_Problem to solve_: Give back an exact copy of the lines in the records below, from the line that has "event completed it." through the line that has "let mut broker", and nothing besides.

Stored items:
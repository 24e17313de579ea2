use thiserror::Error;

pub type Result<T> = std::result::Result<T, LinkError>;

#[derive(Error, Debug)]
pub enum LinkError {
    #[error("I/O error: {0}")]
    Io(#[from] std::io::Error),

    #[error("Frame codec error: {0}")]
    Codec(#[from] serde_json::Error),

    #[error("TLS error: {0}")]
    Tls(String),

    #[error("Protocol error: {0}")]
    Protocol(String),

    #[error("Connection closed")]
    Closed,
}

---

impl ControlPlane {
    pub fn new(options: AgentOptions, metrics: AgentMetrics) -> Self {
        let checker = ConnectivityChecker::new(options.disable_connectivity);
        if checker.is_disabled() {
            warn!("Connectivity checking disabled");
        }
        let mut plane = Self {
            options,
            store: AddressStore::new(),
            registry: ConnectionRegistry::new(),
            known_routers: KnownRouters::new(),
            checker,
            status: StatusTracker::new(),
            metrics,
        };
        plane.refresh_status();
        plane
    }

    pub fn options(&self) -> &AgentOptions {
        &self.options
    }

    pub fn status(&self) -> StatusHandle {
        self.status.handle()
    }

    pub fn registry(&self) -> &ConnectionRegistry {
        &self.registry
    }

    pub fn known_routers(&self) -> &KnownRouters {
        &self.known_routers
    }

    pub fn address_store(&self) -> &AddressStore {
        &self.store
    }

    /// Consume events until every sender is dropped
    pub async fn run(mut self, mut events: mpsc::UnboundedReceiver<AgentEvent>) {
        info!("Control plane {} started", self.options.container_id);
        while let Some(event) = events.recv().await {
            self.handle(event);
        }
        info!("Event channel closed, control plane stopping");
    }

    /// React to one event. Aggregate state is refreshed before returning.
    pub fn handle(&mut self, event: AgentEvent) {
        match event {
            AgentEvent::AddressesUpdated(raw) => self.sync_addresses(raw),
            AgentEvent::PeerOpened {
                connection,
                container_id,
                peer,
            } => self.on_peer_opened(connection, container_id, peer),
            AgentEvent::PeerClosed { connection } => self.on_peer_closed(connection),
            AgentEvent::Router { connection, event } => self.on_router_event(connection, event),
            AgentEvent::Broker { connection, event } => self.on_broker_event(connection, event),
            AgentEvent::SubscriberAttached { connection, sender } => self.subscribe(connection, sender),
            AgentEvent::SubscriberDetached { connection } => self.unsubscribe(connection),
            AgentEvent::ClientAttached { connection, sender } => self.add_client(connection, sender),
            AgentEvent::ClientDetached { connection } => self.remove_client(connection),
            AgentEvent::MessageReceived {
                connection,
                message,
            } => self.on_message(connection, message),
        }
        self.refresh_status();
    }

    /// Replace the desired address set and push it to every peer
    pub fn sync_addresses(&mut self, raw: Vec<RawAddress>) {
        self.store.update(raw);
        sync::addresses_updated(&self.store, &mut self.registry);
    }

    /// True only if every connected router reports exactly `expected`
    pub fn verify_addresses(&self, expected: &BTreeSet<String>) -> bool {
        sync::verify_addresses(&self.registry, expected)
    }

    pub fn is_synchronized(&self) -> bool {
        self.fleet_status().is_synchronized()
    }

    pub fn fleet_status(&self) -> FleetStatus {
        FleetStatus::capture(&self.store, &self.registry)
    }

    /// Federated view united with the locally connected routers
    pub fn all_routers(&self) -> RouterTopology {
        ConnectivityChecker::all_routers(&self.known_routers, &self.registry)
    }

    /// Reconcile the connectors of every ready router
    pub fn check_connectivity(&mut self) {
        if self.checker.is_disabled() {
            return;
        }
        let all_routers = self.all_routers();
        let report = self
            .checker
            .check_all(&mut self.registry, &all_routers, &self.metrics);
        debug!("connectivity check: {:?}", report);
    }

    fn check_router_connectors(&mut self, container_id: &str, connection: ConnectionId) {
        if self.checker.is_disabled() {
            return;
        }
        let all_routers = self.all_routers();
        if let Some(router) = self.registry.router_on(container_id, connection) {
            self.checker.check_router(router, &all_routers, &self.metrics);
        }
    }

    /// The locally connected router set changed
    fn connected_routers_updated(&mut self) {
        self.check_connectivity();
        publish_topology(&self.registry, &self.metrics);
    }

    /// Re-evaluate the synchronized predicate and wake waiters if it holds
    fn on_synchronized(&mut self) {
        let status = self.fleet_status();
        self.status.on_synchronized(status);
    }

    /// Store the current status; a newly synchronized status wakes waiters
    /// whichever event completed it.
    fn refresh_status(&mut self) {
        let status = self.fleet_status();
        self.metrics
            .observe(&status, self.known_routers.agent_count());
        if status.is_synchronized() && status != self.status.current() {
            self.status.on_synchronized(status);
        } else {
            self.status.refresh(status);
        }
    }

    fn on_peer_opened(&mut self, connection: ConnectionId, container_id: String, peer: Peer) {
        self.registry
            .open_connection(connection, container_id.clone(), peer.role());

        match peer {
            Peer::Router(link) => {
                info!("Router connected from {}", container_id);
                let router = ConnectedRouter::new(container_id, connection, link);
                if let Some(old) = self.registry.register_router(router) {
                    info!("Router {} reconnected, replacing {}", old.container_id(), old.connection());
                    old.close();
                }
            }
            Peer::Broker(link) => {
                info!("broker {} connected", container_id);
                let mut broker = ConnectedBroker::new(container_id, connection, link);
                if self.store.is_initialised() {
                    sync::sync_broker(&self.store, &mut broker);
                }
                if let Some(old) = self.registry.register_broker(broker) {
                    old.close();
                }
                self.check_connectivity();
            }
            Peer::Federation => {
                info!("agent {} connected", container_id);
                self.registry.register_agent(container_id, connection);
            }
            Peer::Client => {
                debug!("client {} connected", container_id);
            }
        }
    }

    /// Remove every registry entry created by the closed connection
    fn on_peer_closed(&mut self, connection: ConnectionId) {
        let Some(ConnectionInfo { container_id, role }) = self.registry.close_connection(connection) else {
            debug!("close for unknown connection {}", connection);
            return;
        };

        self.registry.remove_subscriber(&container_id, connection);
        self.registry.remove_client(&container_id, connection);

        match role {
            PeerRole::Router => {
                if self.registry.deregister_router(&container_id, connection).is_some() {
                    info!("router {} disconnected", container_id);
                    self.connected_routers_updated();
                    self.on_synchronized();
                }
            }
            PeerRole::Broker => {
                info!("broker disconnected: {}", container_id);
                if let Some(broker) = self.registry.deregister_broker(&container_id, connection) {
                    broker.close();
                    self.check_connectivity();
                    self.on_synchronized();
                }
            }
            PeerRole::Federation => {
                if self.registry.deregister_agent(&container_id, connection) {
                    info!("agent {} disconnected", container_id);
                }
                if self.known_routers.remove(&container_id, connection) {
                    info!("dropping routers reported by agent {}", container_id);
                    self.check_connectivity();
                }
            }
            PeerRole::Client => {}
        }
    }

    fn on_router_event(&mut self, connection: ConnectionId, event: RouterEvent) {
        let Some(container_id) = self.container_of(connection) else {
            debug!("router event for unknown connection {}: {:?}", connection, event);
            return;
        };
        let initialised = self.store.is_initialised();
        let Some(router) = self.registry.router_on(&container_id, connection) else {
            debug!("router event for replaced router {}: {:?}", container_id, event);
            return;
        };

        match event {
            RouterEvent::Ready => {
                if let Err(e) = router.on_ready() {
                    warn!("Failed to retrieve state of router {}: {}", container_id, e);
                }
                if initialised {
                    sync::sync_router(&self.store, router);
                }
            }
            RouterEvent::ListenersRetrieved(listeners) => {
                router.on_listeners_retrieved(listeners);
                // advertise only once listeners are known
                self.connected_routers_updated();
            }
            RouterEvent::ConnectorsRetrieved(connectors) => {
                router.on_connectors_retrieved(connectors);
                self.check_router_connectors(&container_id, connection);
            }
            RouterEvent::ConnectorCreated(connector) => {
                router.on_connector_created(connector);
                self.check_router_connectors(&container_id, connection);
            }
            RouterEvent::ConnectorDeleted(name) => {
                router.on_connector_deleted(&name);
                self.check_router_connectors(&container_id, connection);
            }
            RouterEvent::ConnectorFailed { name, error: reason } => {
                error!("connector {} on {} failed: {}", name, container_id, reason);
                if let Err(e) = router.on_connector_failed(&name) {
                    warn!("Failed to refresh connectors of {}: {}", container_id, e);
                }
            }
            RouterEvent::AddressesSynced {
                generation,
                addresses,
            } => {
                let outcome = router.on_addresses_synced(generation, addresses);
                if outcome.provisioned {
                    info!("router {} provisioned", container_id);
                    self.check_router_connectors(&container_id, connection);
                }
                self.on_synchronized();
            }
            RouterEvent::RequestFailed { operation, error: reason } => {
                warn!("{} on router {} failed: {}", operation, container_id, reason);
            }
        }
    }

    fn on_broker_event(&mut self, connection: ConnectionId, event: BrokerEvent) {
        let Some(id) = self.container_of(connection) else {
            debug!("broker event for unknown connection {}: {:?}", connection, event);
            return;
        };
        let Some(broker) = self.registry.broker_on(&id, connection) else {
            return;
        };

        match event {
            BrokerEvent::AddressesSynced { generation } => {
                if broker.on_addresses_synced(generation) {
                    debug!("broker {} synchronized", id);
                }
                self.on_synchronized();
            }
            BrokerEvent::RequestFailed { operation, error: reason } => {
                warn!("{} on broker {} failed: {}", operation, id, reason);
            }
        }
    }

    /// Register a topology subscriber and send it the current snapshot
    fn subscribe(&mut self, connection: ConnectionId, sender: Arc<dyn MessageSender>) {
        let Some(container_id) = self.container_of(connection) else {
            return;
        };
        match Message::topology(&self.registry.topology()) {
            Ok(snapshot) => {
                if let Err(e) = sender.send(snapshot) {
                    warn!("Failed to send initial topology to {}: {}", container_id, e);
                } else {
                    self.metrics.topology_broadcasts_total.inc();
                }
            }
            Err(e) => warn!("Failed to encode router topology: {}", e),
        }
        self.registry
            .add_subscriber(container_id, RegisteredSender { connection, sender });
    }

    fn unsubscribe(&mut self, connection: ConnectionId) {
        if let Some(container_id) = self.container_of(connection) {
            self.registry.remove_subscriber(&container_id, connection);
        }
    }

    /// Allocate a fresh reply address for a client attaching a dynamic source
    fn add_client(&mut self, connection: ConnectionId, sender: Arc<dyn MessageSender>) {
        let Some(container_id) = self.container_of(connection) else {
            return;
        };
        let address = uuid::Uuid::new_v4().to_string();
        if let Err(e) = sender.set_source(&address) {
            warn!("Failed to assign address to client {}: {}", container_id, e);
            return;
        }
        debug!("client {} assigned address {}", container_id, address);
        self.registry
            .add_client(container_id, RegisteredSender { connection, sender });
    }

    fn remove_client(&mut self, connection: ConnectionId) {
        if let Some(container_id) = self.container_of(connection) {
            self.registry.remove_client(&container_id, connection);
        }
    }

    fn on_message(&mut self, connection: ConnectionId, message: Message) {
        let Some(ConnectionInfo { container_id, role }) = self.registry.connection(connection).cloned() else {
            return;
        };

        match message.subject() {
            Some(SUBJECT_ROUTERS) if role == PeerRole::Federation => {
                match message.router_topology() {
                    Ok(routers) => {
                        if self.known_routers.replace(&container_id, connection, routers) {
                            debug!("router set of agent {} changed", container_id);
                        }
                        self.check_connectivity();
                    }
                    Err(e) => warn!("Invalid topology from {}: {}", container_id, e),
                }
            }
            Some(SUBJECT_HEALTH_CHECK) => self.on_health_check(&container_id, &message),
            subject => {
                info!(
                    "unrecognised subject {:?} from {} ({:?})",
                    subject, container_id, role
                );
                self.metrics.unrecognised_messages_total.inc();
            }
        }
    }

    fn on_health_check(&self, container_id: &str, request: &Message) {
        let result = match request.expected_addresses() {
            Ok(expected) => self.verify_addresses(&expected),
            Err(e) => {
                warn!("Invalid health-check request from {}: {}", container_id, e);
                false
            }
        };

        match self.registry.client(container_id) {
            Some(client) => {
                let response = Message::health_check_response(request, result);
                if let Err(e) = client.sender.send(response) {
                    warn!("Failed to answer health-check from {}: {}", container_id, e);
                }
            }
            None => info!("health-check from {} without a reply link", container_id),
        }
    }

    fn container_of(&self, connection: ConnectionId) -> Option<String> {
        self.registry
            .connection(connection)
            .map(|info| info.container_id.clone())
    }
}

==

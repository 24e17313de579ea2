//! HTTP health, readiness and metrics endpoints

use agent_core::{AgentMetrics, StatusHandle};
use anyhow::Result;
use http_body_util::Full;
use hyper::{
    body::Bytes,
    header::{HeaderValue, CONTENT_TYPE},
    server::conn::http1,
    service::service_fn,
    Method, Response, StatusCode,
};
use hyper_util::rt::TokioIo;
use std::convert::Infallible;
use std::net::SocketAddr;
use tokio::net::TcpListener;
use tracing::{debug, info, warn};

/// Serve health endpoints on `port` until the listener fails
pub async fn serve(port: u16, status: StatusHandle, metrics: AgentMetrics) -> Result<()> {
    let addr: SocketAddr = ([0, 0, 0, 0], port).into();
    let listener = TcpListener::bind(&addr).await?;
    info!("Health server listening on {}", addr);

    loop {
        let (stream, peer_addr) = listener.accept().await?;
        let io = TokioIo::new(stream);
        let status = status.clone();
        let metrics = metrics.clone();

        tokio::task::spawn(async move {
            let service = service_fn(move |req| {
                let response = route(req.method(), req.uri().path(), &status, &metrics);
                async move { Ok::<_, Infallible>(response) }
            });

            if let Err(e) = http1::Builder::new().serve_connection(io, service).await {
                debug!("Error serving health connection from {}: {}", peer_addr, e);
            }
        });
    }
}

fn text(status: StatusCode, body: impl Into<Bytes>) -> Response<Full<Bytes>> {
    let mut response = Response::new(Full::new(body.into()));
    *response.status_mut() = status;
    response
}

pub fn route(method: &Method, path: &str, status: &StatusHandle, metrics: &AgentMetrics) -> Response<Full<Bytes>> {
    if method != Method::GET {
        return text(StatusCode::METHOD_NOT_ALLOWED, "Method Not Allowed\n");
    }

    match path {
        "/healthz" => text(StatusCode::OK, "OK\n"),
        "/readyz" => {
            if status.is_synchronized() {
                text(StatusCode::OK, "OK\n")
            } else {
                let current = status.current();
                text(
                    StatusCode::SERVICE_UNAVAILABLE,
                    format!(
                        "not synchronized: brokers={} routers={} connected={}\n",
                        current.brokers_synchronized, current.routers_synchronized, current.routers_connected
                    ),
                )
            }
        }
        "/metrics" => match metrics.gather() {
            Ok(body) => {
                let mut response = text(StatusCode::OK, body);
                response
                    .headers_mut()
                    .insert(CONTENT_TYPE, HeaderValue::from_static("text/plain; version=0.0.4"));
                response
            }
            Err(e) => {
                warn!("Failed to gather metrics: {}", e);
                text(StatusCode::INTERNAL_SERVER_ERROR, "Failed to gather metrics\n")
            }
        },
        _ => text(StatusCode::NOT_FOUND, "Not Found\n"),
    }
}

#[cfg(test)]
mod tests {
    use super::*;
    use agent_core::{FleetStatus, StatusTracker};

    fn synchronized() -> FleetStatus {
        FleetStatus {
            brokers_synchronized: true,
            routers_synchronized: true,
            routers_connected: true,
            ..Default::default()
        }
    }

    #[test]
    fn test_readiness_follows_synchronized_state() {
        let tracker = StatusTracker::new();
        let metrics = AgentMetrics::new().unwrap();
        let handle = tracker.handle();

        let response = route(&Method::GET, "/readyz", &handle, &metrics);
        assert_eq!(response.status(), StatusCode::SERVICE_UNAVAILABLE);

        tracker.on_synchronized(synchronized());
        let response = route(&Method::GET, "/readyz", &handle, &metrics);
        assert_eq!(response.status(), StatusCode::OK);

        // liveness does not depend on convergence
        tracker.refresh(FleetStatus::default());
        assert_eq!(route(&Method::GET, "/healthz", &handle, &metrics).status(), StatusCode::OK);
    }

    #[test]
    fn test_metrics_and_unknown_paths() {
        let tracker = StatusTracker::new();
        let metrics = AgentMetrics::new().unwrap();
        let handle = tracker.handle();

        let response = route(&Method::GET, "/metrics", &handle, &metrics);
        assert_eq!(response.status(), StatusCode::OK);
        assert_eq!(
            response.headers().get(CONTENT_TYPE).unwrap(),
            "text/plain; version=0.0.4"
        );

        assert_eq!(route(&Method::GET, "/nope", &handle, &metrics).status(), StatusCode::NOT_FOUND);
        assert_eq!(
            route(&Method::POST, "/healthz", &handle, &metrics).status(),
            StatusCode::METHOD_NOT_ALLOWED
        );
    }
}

_Output below_:
    /// whichever event completed it.
    fn refresh_status(&mut self) {
        let status = self.fleet_status();
        self.metrics
            .observe(&status, self.known_routers.agent_count());
        if status.is_synchronized() && status != self.status.current() {
            self.status.on_synchronized(status);
        } else {
            self.status.refresh(status);
        }
    }

    fn on_peer_opened(&mut self, connection: ConnectionId, container_id: String, peer: Peer) {
        self.registry
            .open_connection(connection, container_id.clone(), peer.role());

        match peer {
            Peer::Router(link) => {
                info!("Router connected from {}", container_id);
                let router = ConnectedRouter::new(container_id, connection, link);
                if let Some(old) = self.registry.register_router(router) {
                    info!("Router {} reconnected, replacing {}", old.container_id(), old.connection());
                    old.close();
                }
            }
            Peer::Broker(link) => {
                info!("broker {} connected", container_id);
                let mut broker = ConnectedBroker::new(container_id, connection, link);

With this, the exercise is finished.